Probability of a team scoring a goal? I am trying to work out the probability of teams scoring a goal in a football match. Obviously there are many factors to consider, and the probability is impossible to predict correctly as there are many factors that will change in a football match. However i want to figure out the probability using only the following information.
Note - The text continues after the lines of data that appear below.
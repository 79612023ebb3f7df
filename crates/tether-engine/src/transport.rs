use async_trait::async_trait;
use futures::stream::{SplitSink, SplitStream};
use futures::{SinkExt, StreamExt};
use tokio::net::TcpStream;
use tokio_tungstenite::tungstenite::Message as WsMessage;
use tokio_tungstenite::{MaybeTlsStream, WebSocketStream};

#[derive(Clone, Debug, thiserror::Error)]
pub enum TransportError {
    #[error("connect failed: {0}")]
    Connect(String),
    #[error("transport error: {0}")]
    Io(String),
    #[error("channel closed")]
    Closed,
}

/// Outbound half of a connected realtime transport.
#[async_trait]
pub trait FrameSink: Send {
    async fn send(&mut self, text: String) -> Result<(), TransportError>;
}

/// Inbound half. `None` means the peer closed the channel.
#[async_trait]
pub trait FrameStream: Send {
    async fn next_frame(&mut self) -> Option<Result<String, TransportError>>;
}

pub struct TransportPair {
    pub sink: Box<dyn FrameSink>,
    pub stream: Box<dyn FrameStream>,
}

/// Dials a realtime channel. The channel manager only depends on this seam;
/// production uses WebSockets, tests use an in-memory pair.
#[async_trait]
pub trait TransportConnector: Send + Sync {
    async fn connect(&self, url: &str) -> Result<TransportPair, TransportError>;
}

/// Production connector over tokio-tungstenite.
#[derive(Default)]
pub struct WsConnector;

impl WsConnector {
    pub fn new() -> Self {
        Self
    }
}

#[async_trait]
impl TransportConnector for WsConnector {
    async fn connect(&self, url: &str) -> Result<TransportPair, TransportError> {
        let (socket, _response) = tokio_tungstenite::connect_async(url)
            .await
            .map_err(|e| TransportError::Connect(e.to_string()))?;
        let (sink, stream) = socket.split();
        Ok(TransportPair {
            sink: Box::new(WsSink { inner: sink }),
            stream: Box::new(WsStream { inner: stream }),
        })
    }
}

type WsSocket = WebSocketStream<MaybeTlsStream<TcpStream>>;

struct WsSink {
    inner: SplitSink<WsSocket, WsMessage>,
}

#[async_trait]
impl FrameSink for WsSink {
    async fn send(&mut self, text: String) -> Result<(), TransportError> {
        self.inner
            .send(WsMessage::Text(text))
            .await
            .map_err(|e| TransportError::Io(e.to_string()))
    }
}

struct WsStream {
    inner: SplitStream<WsSocket>,
}

#[async_trait]
impl FrameStream for WsStream {
    async fn next_frame(&mut self) -> Option<Result<String, TransportError>> {
        while let Some(item) = self.inner.next().await {
            match item {
                Ok(WsMessage::Text(text)) => return Some(Ok(text.to_string())),
                Ok(WsMessage::Close(_)) => return None,
                // Pings are answered by the library; binary frames are not
                // part of this protocol.
                Ok(_) => continue,
                Err(e) => return Some(Err(TransportError::Io(e.to_string()))),
            }
        }
        None
    }
}

#[cfg(test)]
mod tests {
    use super::*;

    #[test]
    fn transport_error_display() {
        assert!(TransportError::Connect("refused".into())
            .to_string()
            .contains("refused"));
        assert_eq!(TransportError::Closed.to_string(), "channel closed");
    }
}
A lot of work has been done on predicting football matches using poisson distribution, but in this case, i only want it to be based on the stats that i have.
So for this example it is Team A vs Team B.
Team A Scores in 70% of their home matches (a)
Team B Concedes in 50% of their away matches (b)
Team B Scores in 10% of their away matches (c)
Team A Concedes in 30% of their home matches (d)
I have managed to calculate the probability of a goal by using the following formula:
(a+c)-(a*c)
I believe this calculation to be correct but it only takes into account the stats for team A or team B SCORING, it does not take into account the stat of the opposite team conceding.
So basically i am after a formula that takes into consideration team A's ability to score against team B's ability to concede, and the same for team B to score and team A to concede.
 A: This is a problem where mathematics can at best supply a "toy" answer, as there is so much more to sporting outcomes than simple statistics.
But this looks fun, so let's crack on with it anyway.  Take everything that follows with a pinch of salt.
We have two estimates, $a$ and $b$ for team A scoring.  Let's go with the average, $(a+b)/2=0.6$, and say that's equal to $\mathbb{P}(S_A)\ge 1$, the probability that the number of goals scored by team A, $S_A$, is at least 1.  Let's model $S_A$ as a homogeneous Poisson process, which therefore has rate parameter $\lambda_{AB}=-\log\left(1-(a+b)/2\right)\approx 0.916$.  This means we expect team A to score $k$ goals against team B with probability $e^{-\lambda_{AB}}\lambda_{AB}^k/k!$, like this:

goals | probability
------+------------
  0   |   40.0%
  1   |   36.7%
  2   |   16.8%
  3   |    5.1%
  4   |    1.2%
  5   |    0.2%

Similarly, the number of goals that team B scores against team A could be modelled as Poisson with rate $\lambda_{BA}=-\log\left(1-(c+d)/2\right)\approx 0.223$, with the probabilities working out like:

goals | probability
------+------------
  0   |   80.0%
  1   |   17.9%
  2   |    2.0%
  3   |    0.1%

Finally, we treat those independently (multiply the probabilities) to find the most likely overall scores:

score A : B | probability
------------+------------
      0 : 0 |   32.0%
      1 : 0 |   29.3%
      2 : 0 |   13.4%
      0 : 1 |    7.1%
      1 : 1 |    6.5%
      3 : 0 |    4.1%

So there we are.  But please don't put any money on it!